In the near term, a promising avenue for realising a quantum advantage in a limited number of problem domains is the Noisy Intermediate-Scale Quantum (NISQ) paradigm (Lau, Lim, Shrotriya, & Kwek 2022; Preskill 2018). The NISQ paradigm does not employ any error correction mechanisms (postponing the problem to implement scalable versions of these to the future) but rather focuses on building computational components, and on tackling computational problems, that are inherently more resilient to noise. These include, for example, certain classes of optimisation problems, quantum semidefinite programming, and digital quantum simulation (Tacchino, Chiesa, Carretta, & Gerace 2020). A caveat here is that as the resiliency to noise of a circuit increases, the more classically it behaves.

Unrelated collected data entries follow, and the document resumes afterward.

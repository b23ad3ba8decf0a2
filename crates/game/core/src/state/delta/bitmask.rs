use bitflags::bitflags;

bitflags! {
    /// Tracks which fields of a [`TeamState`](crate::state::TeamState) changed.
    #[derive(Clone, Copy, Debug, PartialEq, Eq, Hash, Default)]
    #[cfg_attr(feature = "serde", derive(serde::Serialize, serde::Deserialize))]
    pub struct TeamFields: u16 {
        const RESOURCES   = 1 << 0;
        const RESEARCH    = 1 << 1;
        const GRANARY     = 1 << 2;
        const STORAGE     = 1 << 3;
        const ATTRIBUTES  = 1 << 4;
        const EMPLOYEES   = 1 << 5;
        const FED         = 1 << 6;
        const PLAGUE      = 1 << 7;
        const PROFILE     = 1 << 8;
    }
}

bitflags! {
    /// Tracks which fields of a [`TileState`](crate::state::TileState) changed.
    #[derive(Clone, Copy, Debug, PartialEq, Eq, Hash, Default)]
    #[cfg_attr(feature = "serde", derive(serde::Serialize, serde::Deserialize))]
    pub struct TileFields: u8 {
        const BUILDINGS  = 1 << 0;
        const UNFINISHED = 1 << 1;
        const ROADS      = 1 << 2;
        const OCCUPANT   = 1 << 3;
        const PARCELS    = 1 << 4;
    }
}

bitflags! {
    /// Tracks which fields of [`WorldState`](crate::state::WorldState) changed.
    #[derive(Clone, Copy, Debug, PartialEq, Eq, Hash, Default)]
    #[cfg_attr(feature = "serde", derive(serde::Serialize, serde::Deserialize))]
    pub struct WorldFields: u8 {
        const TURN     = 1 << 0;
        const CLOCK    = 1 << 1;
        const COUNTERS = 1 << 2;
        const CONFIG   = 1 << 3;
        const ARMIES   = 1 << 4;
    }
}
//! Unified error types surfaced by the runtime API.
//!
//! Wraps failures from worker coordination, request decoding and the engine
//! so clients can bubble them up with consistent context.
use thiserror::Error;
use tokio::sync::oneshot;

use game_core::{ActionKind, CatalogError, ErrorSeverity, ExecuteError, GameError};

pub type Result<T> = std::result::Result<T, RuntimeError>;

#[derive(Debug, Error)]
pub enum RuntimeError {
    #[error("simulation worker command channel closed")]
    CommandChannelClosed,

    #[error("simulation worker reply channel closed")]
    ReplyChannelClosed(#[source] oneshot::error::RecvError),

    #[error("worker join failed")]
    WorkerJoin(#[source] tokio::task::JoinError),

    #[error("runtime requires {what} to be configured before building")]
    MissingComponent { what: &'static str },

    #[error("unknown action kind {name:?}")]
    UnknownKind { name: String },

    #[error("malformed arguments for {kind}")]
    Decode {
        kind: ActionKind,
        #[source]
        source: serde_json::Error,
    },

    #[error(transparent)]
    Registry(#[from] CatalogError),

    /// Rejections from `initiate` and every integrity failure.
    #[error(transparent)]
    Execute(#[from] ExecuteError),
}

impl GameError for RuntimeError {
    fn severity(&self) -> ErrorSeverity {
        match self {
            Self::UnknownKind { .. } | Self::Decode { .. } => ErrorSeverity::Validation,
            Self::Execute(error) => error.severity(),
            Self::Registry(error) => error.severity(),
            _ => ErrorSeverity::Fatal,
        }
    }

    fn error_code(&self) -> &'static str {
        match self {
            Self::CommandChannelClosed => "RUNTIME_COMMAND_CHANNEL_CLOSED",
            Self::ReplyChannelClosed(_) => "RUNTIME_REPLY_CHANNEL_CLOSED",
            Self::WorkerJoin(_) => "RUNTIME_WORKER_JOIN",
            Self::MissingComponent { .. } => "RUNTIME_MISSING_COMPONENT",
            Self::UnknownKind { .. } => "RUNTIME_UNKNOWN_KIND",
            Self::Decode { .. } => "RUNTIME_DECODE",
            Self::Registry(error) => error.error_code(),
            Self::Execute(error) => error.error_code(),
        }
    }
}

As just mentioned, one of the envisioned applications of NISQ computing is for digital quantum simulation (i.e. simulation using a gate-based programmable quantum computer). There is an older tradition of analog quantum simulation, however, wherein one utilises a quantum system whose dynamics resemble the dynamics of a particular target system of interest. Although it is believed that digital quantum simulation will eventually supersede it, the field of analog quantum simulation has progressed substantially in the years since it was first proposed, and analog quantum simulators have already been used to study quantum dynamics in regimes thought to be beyond the reach of classical simulators (see, e.g., Bernien et al. 2017; for further discussion of the philosophical issues involved, see Hangleiter, Carolan, & Thébault 2022).

5 Philosophical Questions

In this section we review some of the important philosophical issues related to quantum computing that have been discussed in the philosophical and physical literature. For more detailed surveys of some of these issues that are still accessible to non-specialists, see Cuffaro (2022) and Duwell (2021).

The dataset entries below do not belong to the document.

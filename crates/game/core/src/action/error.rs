//! Recoverable action failures.
//!
//! Every variant names the teams and entities involved, so the rendered
//! message can be shown to the organizer without further lookups.

use rust_decimal::Decimal;

use super::ActionKind;
use crate::cost::AmountOverflow;
use crate::error::{ErrorSeverity, GameError};
use crate::state::{ArmyId, ArmyMode, EntityId, LedgerError, TeamId, TileIndex};

#[derive(Clone, Debug, PartialEq, Eq, thiserror::Error)]
pub enum ActionRejected {
    // ===== request shape =====
    #[error("{kind} needs an acting team")]
    MissingTeam { kind: ActionKind },

    #[error("team {team} does not exist")]
    UnknownTeam { team: TeamId },

    #[error("arguments of {got} cannot drive {expected}")]
    ArgumentShape { expected: ActionKind, got: ActionKind },

    #[error("unknown entity {id}")]
    UnknownEntity { id: EntityId },

    #[error("unknown tile {tile}")]
    UnknownTile { tile: TileIndex },

    #[error("unknown army {army}")]
    UnknownArmy { army: ArmyId },

    #[error("{resource}: amount {amount} must be positive")]
    NonPositiveAmount { resource: EntityId, amount: Decimal },

    #[error("count must be at least one")]
    ZeroCount,

    #[error("nothing to transfer")]
    EmptyTransfer,

    #[error(transparent)]
    Overflow(#[from] AmountOverflow),

    // ===== economy =====
    #[error("team {team} cannot pay: {source}")]
    Insufficient {
        team: TeamId,
        #[source]
        source: LedgerError,
    },

    #[error("{0}")]
    Ledger(#[from] LedgerError),

    #[error("team {team} has not unlocked {entity}")]
    NotAvailable { team: TeamId, entity: EntityId },

    #[error("team {team} owns none of the dice allowed for {kind}")]
    DiceUnavailable { team: TeamId, kind: ActionKind },

    #[error("a throw of at least {required} dots is required")]
    RollMissing { required: u32 },

    #[error("die {die} may not be thrown for this action")]
    RollNotAllowed { die: EntityId },

    #[error("team {team} does not own die {die}")]
    DieNotOwned { team: TeamId, die: EntityId },

    #[error("throw of {dots} dots does not reach the required {required}")]
    RollTooLow { dots: u32, required: u32 },

    #[error("{resource} is not tradable")]
    NotTradable { resource: EntityId },

    #[error("{resource} is not food")]
    NotFood { resource: EntityId },

    #[error("{resource} is not a material")]
    NotMaterial { resource: EntityId },

    #[error("team {team} cannot trade with itself")]
    SelfTrade { team: TeamId },

    // ===== research =====
    #[error("team {team} already researched {tech}")]
    AlreadyResearched { team: TeamId, tech: EntityId },

    #[error("team {team} is already researching {tech}")]
    AlreadyResearching { team: TeamId, tech: EntityId },

    #[error("team {team} is not researching {tech}")]
    NotResearching { team: TeamId, tech: EntityId },

    // ===== map =====
    #[error("team {team} does not control tile {tile}")]
    NotControlled { team: TeamId, tile: TileIndex },

    #[error("tile {tile} has no free parcel")]
    NoFreeParcel { tile: TileIndex },

    #[error("{building} already stands on tile {tile}")]
    BuildingPresent { tile: TileIndex, building: EntityId },

    #[error("{building} is already under construction on tile {tile}")]
    BuildingUnderConstruction { tile: TileIndex, building: EntityId },

    #[error("{building} does not stand on tile {tile}")]
    BuildingMissing { tile: TileIndex, building: EntityId },

    #[error("recipe {vyroba} must run on a tile with {building}")]
    TileRequired { vyroba: EntityId, building: EntityId },

    #[error("tiles {from} and {to} are not neighbours")]
    NotAdjacent { from: TileIndex, to: TileIndex },

    #[error("a road between {from} and {to} already exists")]
    RoadExists { from: TileIndex, to: TileIndex },

    #[error("tile {to} cannot be reached from {from}")]
    Unreachable { from: TileIndex, to: TileIndex },

    // ===== armies =====
    #[error("army {army} does not belong to team {team}")]
    NotArmyOwner { team: TeamId, army: ArmyId },

    #[error("army {army} is {mode}, expected {expected}")]
    WrongArmyMode {
        army: ArmyId,
        mode: ArmyMode,
        expected: ArmyMode,
    },

    #[error("army {army} carries at most {capacity} equipment, {requested} requested")]
    EquipmentOverCapacity {
        army: ArmyId,
        requested: u32,
        capacity: u32,
    },

    #[error("army {army} needs equipment for this goal")]
    NoEquipment { army: ArmyId },

    #[error("army {army} is on a supply run and cannot be boosted")]
    SupplyCannotBoost { army: ArmyId },

    #[error("army {army} is already boosted")]
    BoostAlreadySet { army: ArmyId },

    #[error("boost must be at least one")]
    ZeroBoost,

    #[error("army {army} is already at the top level {level}")]
    MaxLevel { army: ArmyId, level: u32 },

    #[error("army {army} already belongs to team {team}")]
    SameOwner { army: ArmyId, team: TeamId },

    // ===== population, plague, misc =====
    #[error("team {team} may not {kind} while afflicted by plague")]
    Afflicted { team: TeamId, kind: ActionKind },

    #[error("team {team} is not afflicted")]
    NotAfflicted { team: TeamId },

    #[error("team {team} is already afflicted")]
    AlreadyAfflicted { team: TeamId },

    #[error("unknown remedy {remedy}")]
    UnknownRemedy { remedy: String },

    #[error("team {team} already applied remedy {remedy}")]
    RemedyApplied { team: TeamId, remedy: String },

    #[error("team {team} was already fed in turn {turn}")]
    AlreadyFed { team: TeamId, turn: u32 },

    #[error("team {team} already has attribute {attribute}")]
    AttributeOwned { team: TeamId, attribute: EntityId },

    #[error("recipe {vyroba} cannot be automated")]
    NotAutomatable { vyroba: EntityId },

    #[error("team {team} would employ {requested} of {population} residents")]
    TooManyEmployees {
        team: TeamId,
        requested: u32,
        population: u32,
    },

    #[error("world config is invalid: {reason}")]
    InvalidConfig { reason: String },

    #[error("counter {counter} at {value} cannot change by {delta}")]
    CounterUnderflow {
        counter: String,
        value: u64,
        delta: i64,
    },
}

impl GameError for ActionRejected {
    fn severity(&self) -> ErrorSeverity {
        match self {
            Self::MissingTeam { .. }
            | Self::UnknownTeam { .. }
            | Self::ArgumentShape { .. }
            | Self::UnknownEntity { .. }
            | Self::UnknownTile { .. }
            | Self::UnknownArmy { .. }
            | Self::NonPositiveAmount { .. }
            | Self::ZeroCount
            | Self::ZeroBoost
            | Self::EmptyTransfer
            | Self::Overflow(_)
            | Self::Ledger(LedgerError::Overflow(_))
            | Self::NotTradable { .. }
            | Self::NotFood { .. }
            | Self::NotMaterial { .. }
            | Self::SelfTrade { .. }
            | Self::UnknownRemedy { .. }
            | Self::InvalidConfig { .. }
            | Self::NotAdjacent { .. } => ErrorSeverity::Validation,
            _ => ErrorSeverity::Recoverable,
        }
    }

    fn error_code(&self) -> &'static str {
        match self {
            Self::MissingTeam { .. } => "ACTION_MISSING_TEAM",
            Self::UnknownTeam { .. } => "ACTION_UNKNOWN_TEAM",
            Self::ArgumentShape { .. } => "ACTION_ARGUMENT_SHAPE",
            Self::UnknownEntity { .. } => "ACTION_UNKNOWN_ENTITY",
            Self::UnknownTile { .. } => "ACTION_UNKNOWN_TILE",
            Self::UnknownArmy { .. } => "ACTION_UNKNOWN_ARMY",
            Self::NonPositiveAmount { .. } => "ACTION_NON_POSITIVE_AMOUNT",
            Self::ZeroCount => "ACTION_ZERO_COUNT",
            Self::EmptyTransfer => "ACTION_EMPTY_TRANSFER",
            Self::Overflow(_) | Self::Ledger(LedgerError::Overflow(_)) => "ACTION_AMOUNT_OVERFLOW",
            Self::Insufficient { .. } => "ACTION_INSUFFICIENT_RESOURCES",
            Self::Ledger(_) => "ACTION_LEDGER",
            Self::NotAvailable { .. } => "ACTION_NOT_AVAILABLE",
            Self::DiceUnavailable { .. } => "ACTION_DICE_UNAVAILABLE",
            Self::RollMissing { .. } => "ACTION_ROLL_MISSING",
            Self::RollNotAllowed { .. } => "ACTION_ROLL_NOT_ALLOWED",
            Self::DieNotOwned { .. } => "ACTION_DIE_NOT_OWNED",
            Self::RollTooLow { .. } => "ACTION_ROLL_TOO_LOW",
            Self::NotTradable { .. } => "ACTION_NOT_TRADABLE",
            Self::NotFood { .. } => "ACTION_NOT_FOOD",
            Self::NotMaterial { .. } => "ACTION_NOT_MATERIAL",
            Self::SelfTrade { .. } => "ACTION_SELF_TRADE",
            Self::AlreadyResearched { .. } => "ACTION_ALREADY_RESEARCHED",
            Self::AlreadyResearching { .. } => "ACTION_ALREADY_RESEARCHING",
            Self::NotResearching { .. } => "ACTION_NOT_RESEARCHING",
            Self::NotControlled { .. } => "ACTION_TILE_NOT_CONTROLLED",
            Self::NoFreeParcel { .. } => "ACTION_NO_FREE_PARCEL",
            Self::BuildingPresent { .. } => "ACTION_BUILDING_PRESENT",
            Self::BuildingUnderConstruction { .. } => "ACTION_BUILDING_UNDER_CONSTRUCTION",
            Self::BuildingMissing { .. } => "ACTION_BUILDING_MISSING",
            Self::TileRequired { .. } => "ACTION_TILE_REQUIRED",
            Self::NotAdjacent { .. } => "ACTION_NOT_ADJACENT",
            Self::RoadExists { .. } => "ACTION_ROAD_EXISTS",
            Self::Unreachable { .. } => "ACTION_UNREACHABLE",
            Self::NotArmyOwner { .. } => "ACTION_NOT_ARMY_OWNER",
            Self::WrongArmyMode { .. } => "ACTION_WRONG_ARMY_MODE",
            Self::EquipmentOverCapacity { .. } => "ACTION_EQUIPMENT_OVER_CAPACITY",
            Self::NoEquipment { .. } => "ACTION_NO_EQUIPMENT",
            Self::SupplyCannotBoost { .. } => "ACTION_SUPPLY_CANNOT_BOOST",
            Self::BoostAlreadySet { .. } => "ACTION_BOOST_ALREADY_SET",
            Self::ZeroBoost => "ACTION_ZERO_BOOST",
            Self::MaxLevel { .. } => "ACTION_MAX_LEVEL",
            Self::SameOwner { .. } => "ACTION_SAME_OWNER",
            Self::Afflicted { .. } => "ACTION_AFFLICTED",
            Self::NotAfflicted { .. } => "ACTION_NOT_AFFLICTED",
            Self::AlreadyAfflicted { .. } => "ACTION_ALREADY_AFFLICTED",
            Self::UnknownRemedy { .. } => "ACTION_UNKNOWN_REMEDY",
            Self::RemedyApplied { .. } => "ACTION_REMEDY_APPLIED",
            Self::AlreadyFed { .. } => "ACTION_ALREADY_FED",
            Self::AttributeOwned { .. } => "ACTION_ATTRIBUTE_OWNED",
            Self::NotAutomatable { .. } => "ACTION_NOT_AUTOMATABLE",
            Self::TooManyEmployees { .. } => "ACTION_TOO_MANY_EMPLOYEES",
            Self::InvalidConfig { .. } => "ACTION_INVALID_CONFIG",
            Self::CounterUnderflow { .. } => "ACTION_COUNTER_UNDERFLOW",
        }
    }
}

/// Hard validation: aborts the action when `condition` does not hold.
#[inline]
pub fn ensure(
    condition: bool,
    error: impl FnOnce() -> ActionRejected,
) -> Result<(), ActionRejected> {
    if condition { Ok(()) } else { Err(error()) }
}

5.1 What is Quantum in Quantum Computing?

Putting aside the problem of practically realising and implementing a large scale quantum computer, a crucial theoretical question remains open: What physical resources—which of the essential features of quantum mechanics—are responsible for the putative power of quantum computers to outperform classical computers? A number of candidates have been put forward. Fortnow (2003) posits interference as the key, though it has been suggested that this is not truly a quantum phenomenon (Spekkens 2007). Jozsa (1997) and many others point to entanglement, although there are purported counter-examples to this thesis (see, e.g., Linden & Popescu 1998 [Other Internet Resources], Biham, Brassard, Kenigsberg, & Mor 2004, and for a philosophical discussion of their significance see Cuffaro 2017). Howard, Wallman, Veitch, & Emerson (2014) appeal to quantum contextuality. For Bub (2010), the answer lies in the logical structure of quantum mechanics (cf. Dalla Chiara, Giuntini, Leporini, & Sergioli 2018), while Duwell (2018) argues for quantum parallelism. And for Deutsch (1997) and others it is “parallel worlds” which are the resource.

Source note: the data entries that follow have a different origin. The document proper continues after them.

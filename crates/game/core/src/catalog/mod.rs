//! Immutable reference data for a game instance.
//!
//! The [`Catalog`] is validated once by [`Catalog::load`] and then shared
//! read-only by every action. Lookups by id are total: asking for an id that
//! the catalog does not contain is a programming error and panics. Action
//! arguments coming from outside are checked with the `try_*` variants first.
mod entities;
mod error;
mod map;

pub use entities::{
    AttributeEntity, BuildingEntity, DieEntity, RawTables, ResourceClass, ResourceEntity,
    TechEntity, TileTemplate, VyrobaEntity,
};
pub use error::CatalogError;

use std::collections::{BTreeMap, BTreeSet};

use crate::cost::ResourceCost;
use crate::state::{EntityId, TileIndex};
use entities::Throwable;

#[derive(Clone, Debug, Default, PartialEq, Eq)]
pub struct Catalog {
    resources: BTreeMap<EntityId, ResourceEntity>,
    dice: BTreeMap<EntityId, DieEntity>,
    techs: BTreeMap<EntityId, TechEntity>,
    buildings: BTreeMap<EntityId, BuildingEntity>,
    vyrobas: BTreeMap<EntityId, VyrobaEntity>,
    attributes: BTreeMap<EntityId, AttributeEntity>,
    tiles: BTreeMap<TileIndex, TileTemplate>,
    /// Unlock target → technologies that unlock it.
    unlockers: BTreeMap<EntityId, BTreeSet<EntityId>>,
}

/// Kind of entity an identifier resolves to.
#[derive(Clone, Copy, Debug, PartialEq, Eq)]
pub enum EntityKind {
    Resource,
    Die,
    Tech,
    Building,
    Vyroba,
    Attribute,
}

impl EntityKind {
    fn as_str(self) -> &'static str {
        match self {
            Self::Resource => "resource",
            Self::Die => "die",
            Self::Tech => "tech",
            Self::Building => "building",
            Self::Vyroba => "vyroba",
            Self::Attribute => "attribute",
        }
    }
}

impl Catalog {
    /// Validates raw tables and builds the catalog.
    pub fn load(raw: RawTables) -> Result<Self, CatalogError> {
        let mut catalog = Catalog::default();
        let mut seen = BTreeSet::new();
        let mut claim = |id: &EntityId| -> Result<(), CatalogError> {
            if seen.insert(id.clone()) {
                Ok(())
            } else {
                Err(CatalogError::DuplicateId { id: id.clone() })
            }
        };

        for entity in raw.resources {
            claim(&entity.id)?;
            catalog.resources.insert(entity.id.clone(), entity);
        }
        for entity in raw.dice {
            claim(&entity.id)?;
            catalog.dice.insert(entity.id.clone(), entity);
        }
        for entity in raw.techs {
            claim(&entity.id)?;
            catalog.techs.insert(entity.id.clone(), entity);
        }
        for entity in raw.buildings {
            claim(&entity.id)?;
            catalog.buildings.insert(entity.id.clone(), entity);
        }
        for entity in raw.vyrobas {
            claim(&entity.id)?;
            catalog.vyrobas.insert(entity.id.clone(), entity);
        }
        for entity in raw.attributes {
            claim(&entity.id)?;
            catalog.attributes.insert(entity.id.clone(), entity);
        }
        for tile in raw.tiles {
            if tile.parcels == 0 {
                return Err(CatalogError::EmptyTile { index: tile.index });
            }
            if catalog.tiles.insert(tile.index, tile.clone()).is_some() {
                return Err(CatalogError::DuplicateTile { index: tile.index });
            }
        }

        catalog.validate_tiles()?;
        catalog.validate_costs()?;
        catalog.validate_dice()?;
        catalog.validate_recipes()?;
        catalog.index_unlocks()?;
        Ok(catalog)
    }

    fn kind_of(&self, id: &EntityId) -> Option<EntityKind> {
        if self.resources.contains_key(id) {
            Some(EntityKind::Resource)
        } else if self.dice.contains_key(id) {
            Some(EntityKind::Die)
        } else if self.techs.contains_key(id) {
            Some(EntityKind::Tech)
        } else if self.buildings.contains_key(id) {
            Some(EntityKind::Building)
        } else if self.vyrobas.contains_key(id) {
            Some(EntityKind::Vyroba)
        } else if self.attributes.contains_key(id) {
            Some(EntityKind::Attribute)
        } else {
            None
        }
    }

    fn expect_kind(
        &self,
        owner: &EntityId,
        target: &EntityId,
        expected: EntityKind,
    ) -> Result<(), CatalogError> {
        match self.kind_of(target) {
            Some(kind) if kind == expected => Ok(()),
            Some(_) => Err(CatalogError::WrongReferenceKind {
                owner: owner.clone(),
                target: target.clone(),
                expected: expected.as_str(),
            }),
            None => Err(CatalogError::MissingReference {
                owner: owner.clone(),
                target: target.clone(),
            }),
        }
    }

    fn validate_tiles(&self) -> Result<(), CatalogError> {
        for tile in self.tiles.values() {
            for &neighbour in &tile.neighbours {
                let other = self
                    .tiles
                    .get(&neighbour)
                    .ok_or(CatalogError::MissingNeighbour {
                        tile: tile.index,
                        neighbour,
                    })?;
                if !other.neighbours.contains(&tile.index) {
                    return Err(CatalogError::AsymmetricNeighbours {
                        a: tile.index,
                        b: neighbour,
                    });
                }
            }
        }
        Ok(())
    }

    fn validate_costs(&self) -> Result<(), CatalogError> {
        let priced = self
            .techs
            .values()
            .map(|e| (&e.id, &e.cost))
            .chain(self.buildings.values().map(|e| (&e.id, &e.cost)))
            .chain(self.vyrobas.values().map(|e| (&e.id, &e.cost)))
            .chain(self.attributes.values().map(|e| (&e.id, &e.cost)));

        for (owner, cost) in priced {
            self.validate_cost(owner, cost)?;
        }
        Ok(())
    }

    fn validate_cost(&self, owner: &EntityId, cost: &ResourceCost) -> Result<(), CatalogError> {
        for resource in cost.resources() {
            self.expect_kind(owner, resource, EntityKind::Resource)?;
        }
        if let Some((resource, _)) = cost.negative_entry() {
            return Err(CatalogError::NegativeCost {
                owner: owner.clone(),
                resource: resource.clone(),
            });
        }
        Ok(())
    }

    fn validate_dice(&self) -> Result<(), CatalogError> {
        let throwables = self
            .techs
            .values()
            .map(|e| e as &dyn Throwable)
            .chain(self.buildings.values().map(|e| e as &dyn Throwable))
            .chain(self.vyrobas.values().map(|e| e as &dyn Throwable));

        for entity in throwables {
            if entity.dice().is_empty() != (entity.dots() == 0) {
                return Err(CatalogError::DicePairing {
                    owner: entity.id().clone(),
                    dots: entity.dots(),
                    dice: entity.dice().len(),
                });
            }
            for die in entity.dice() {
                self.expect_kind(entity.id(), die, EntityKind::Die)?;
            }
        }
        Ok(())
    }

    fn validate_recipes(&self) -> Result<(), CatalogError> {
        for vyroba in self.vyrobas.values() {
            self.expect_kind(&vyroba.id, &vyroba.reward, EntityKind::Resource)?;
            if vyroba.amount.is_sign_negative() || vyroba.amount.is_zero() {
                return Err(CatalogError::InvalidReward {
                    vyroba: vyroba.id.clone(),
                });
            }
            if let Some(building) = &vyroba.building {
                self.expect_kind(&vyroba.id, building, EntityKind::Building)?;
            }
        }
        Ok(())
    }

    fn index_unlocks(&mut self) -> Result<(), CatalogError> {
        let mut unlockers: BTreeMap<EntityId, BTreeSet<EntityId>> = BTreeMap::new();
        for tech in self.techs.values() {
            for target in &tech.unlocks {
                match self.kind_of(target) {
                    None => {
                        return Err(CatalogError::MissingReference {
                            owner: tech.id.clone(),
                            target: target.clone(),
                        });
                    }
                    Some(EntityKind::Resource) => {
                        return Err(CatalogError::WrongReferenceKind {
                            owner: tech.id.clone(),
                            target: target.clone(),
                            expected: "unlockable entity",
                        });
                    }
                    Some(_) => {
                        unlockers
                            .entry(target.clone())
                            .or_default()
                            .insert(tech.id.clone());
                    }
                }
            }
        }
        self.unlockers = unlockers;
        Ok(())
    }

    // ===== total accessors =====

    pub fn resource(&self, id: &EntityId) -> &ResourceEntity {
        self.try_resource(id)
            .unwrap_or_else(|| panic!("unknown resource {id}"))
    }

    pub fn tech(&self, id: &EntityId) -> &TechEntity {
        self.try_tech(id)
            .unwrap_or_else(|| panic!("unknown tech {id}"))
    }

    pub fn building(&self, id: &EntityId) -> &BuildingEntity {
        self.try_building(id)
            .unwrap_or_else(|| panic!("unknown building {id}"))
    }

    pub fn vyroba(&self, id: &EntityId) -> &VyrobaEntity {
        self.try_vyroba(id)
            .unwrap_or_else(|| panic!("unknown vyroba {id}"))
    }

    pub fn attribute(&self, id: &EntityId) -> &AttributeEntity {
        self.try_attribute(id)
            .unwrap_or_else(|| panic!("unknown attribute {id}"))
    }

    pub fn tile(&self, index: TileIndex) -> &TileTemplate {
        self.try_tile(index)
            .unwrap_or_else(|| panic!("unknown tile {index}"))
    }

    // ===== fallible accessors for untrusted ids =====

    pub fn try_resource(&self, id: &EntityId) -> Option<&ResourceEntity> {
        self.resources.get(id)
    }

    pub fn try_die(&self, id: &EntityId) -> Option<&DieEntity> {
        self.dice.get(id)
    }

    pub fn try_tech(&self, id: &EntityId) -> Option<&TechEntity> {
        self.techs.get(id)
    }

    pub fn try_building(&self, id: &EntityId) -> Option<&BuildingEntity> {
        self.buildings.get(id)
    }

    pub fn try_vyroba(&self, id: &EntityId) -> Option<&VyrobaEntity> {
        self.vyrobas.get(id)
    }

    pub fn try_attribute(&self, id: &EntityId) -> Option<&AttributeEntity> {
        self.attributes.get(id)
    }

    pub fn try_tile(&self, index: TileIndex) -> Option<&TileTemplate> {
        self.tiles.get(&index)
    }

    pub fn tiles(&self) -> impl Iterator<Item = &TileTemplate> {
        self.tiles.values()
    }

    pub fn resources(&self) -> impl Iterator<Item = &ResourceEntity> {
        self.resources.values()
    }

    pub fn vyrobas(&self) -> impl Iterator<Item = &VyrobaEntity> {
        self.vyrobas.values()
    }

    // ===== unlock graph =====

    /// Technologies whose research unlocks `id`.
    pub fn unlockers_of(&self, id: &EntityId) -> impl Iterator<Item = &EntityId> {
        self.unlockers.get(id).into_iter().flatten()
    }

    /// An entity is available when nothing unlocks it (a root) or when at
    /// least one of its unlockers has been researched.
    pub fn is_available(&self, researched: &BTreeSet<EntityId>, id: &EntityId) -> bool {
        match self.unlockers.get(id) {
            None => true,
            Some(techs) => techs.iter().any(|tech| researched.contains(tech)),
        }
    }

    /// Dice a team may throw given its researched technologies.
    pub fn available_dice(&self, researched: &BTreeSet<EntityId>) -> BTreeSet<EntityId> {
        self.dice
            .keys()
            .filter(|die| self.is_available(researched, die))
            .cloned()
            .collect()
    }
}


#[cfg(test)]
mod tests {
    use super::fixtures::*;
    use super::*;

    #[test]
    fn loads_fixture_and_indexes_unlocks() {
        let catalog = catalog();
        let unlockers: Vec<_> = catalog.unlockers_of(&"tec-crafts".into()).collect();
        assert_eq!(unlockers, vec![&EntityId::from("tec-start")]);

        let researched = ids(["tec-start"]);
        assert!(catalog.is_available(&researched, &"tec-crafts".into()));
        assert!(!catalog.is_available(&researched, &"die-hory".into()));
        // roots are available to everyone
        assert!(catalog.is_available(&BTreeSet::new(), &"tec-start".into()));
        assert_eq!(catalog.available_dice(&researched), ids(["die-lesy"]));
    }

    #[test]
    fn rejects_duplicate_ids_across_kinds() {
        let mut raw = raw_tables();
        raw.attributes[0].id = "pro-wood".into();
        assert_eq!(
            Catalog::load(raw),
            Err(CatalogError::DuplicateId {
                id: "pro-wood".into()
            })
        );
    }

    #[test]
    fn rejects_missing_cross_reference() {
        let mut raw = raw_tables();
        raw.techs[1].unlocks.push("bui-castle".into());
        assert!(matches!(
            Catalog::load(raw),
            Err(CatalogError::MissingReference { target, .. }) if target.as_str() == "bui-castle"
        ));
    }

    #[test]
    fn rejects_dots_without_dice() {
        let mut raw = raw_tables();
        raw.techs[1].dice.clear();
        assert!(matches!(
            Catalog::load(raw),
            Err(CatalogError::DicePairing { dots: 4, dice: 0, .. })
        ));
    }

    #[test]
    fn rejects_dice_without_dots() {
        let mut raw = raw_tables();
        raw.vyrobas[1].dots = 0;
        assert!(matches!(
            Catalog::load(raw),
            Err(CatalogError::DicePairing { dots: 0, dice: 1, .. })
        ));
    }

    #[test]
    fn rejects_one_sided_neighbours() {
        let mut raw = raw_tables();
        raw.tiles[2].neighbours.clear();
        assert_eq!(
            Catalog::load(raw),
            Err(CatalogError::AsymmetricNeighbours { a: 2, b: 3 })
        );
    }

    #[test]
    fn rejects_resource_as_unlock_target() {
        let mut raw = raw_tables();
        raw.techs[0].unlocks.push("pro-wood".into());
        assert!(matches!(
            Catalog::load(raw),
            Err(CatalogError::WrongReferenceKind { .. })
        ));
    }

    #[test]
    #[should_panic(expected = "unknown tech")]
    fn total_accessor_panics_on_unknown_id() {
        catalog().tech(&"tec-missing".into());
    }
}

Speculative as it may seem, the question “what is quantum in quantum computing?” has significant practical consequences. It is almost certain that one of the reasons for the paucity of quantum algorithms that have actually been discovered is the lack of a full understanding of what makes a quantum computer quantum. Quantum computing skeptics (Levin 2003) happily capitalise on this: If no one knows why quantum computers are superior to classical ones, how can we be sure that they are, indeed, superior?

5.1.1 The Debate over Parallelism and Many Worlds

The answer that has tended to dominate the popular literature on quantum computing is motivated by evolutions such as:

\[\tag{1} \Sigma_{x} \lvert x\rangle \lvert 0\rangle \rightarrow \Sigma_{x} \lvert x\rangle \lvert f(x)\rangle,\]

which were common to many early quantum algorithms. Note the appearance that \(f\) is evaluated for each of its possible inputs simultaneously. The idea that we should take this at face value—that quantum computers actually do compute a function for many different input values simultaneously—is what Duwell (2018, 2021) calls the Quantum Parallelism Thesis (QPT). For Deutsch, who accepts it as true, the only reasonable explanation for the QPT is that the many worlds interpretation (MWI) of quantum mechanics is also true. For Deutsch, a quantum computer in superposition, like any other quantum system, exists in some sense in many classical universes simultaneously. These provide the physical arena within which the computer effects its parallel computations. This conclusion is also defended by Hewitt-Horsman (2009) and by Wallace (2012). Wallace notes, however, that the QPT—and hence the explanatory need for many worlds—may not be true of all or even most quantum algorithms.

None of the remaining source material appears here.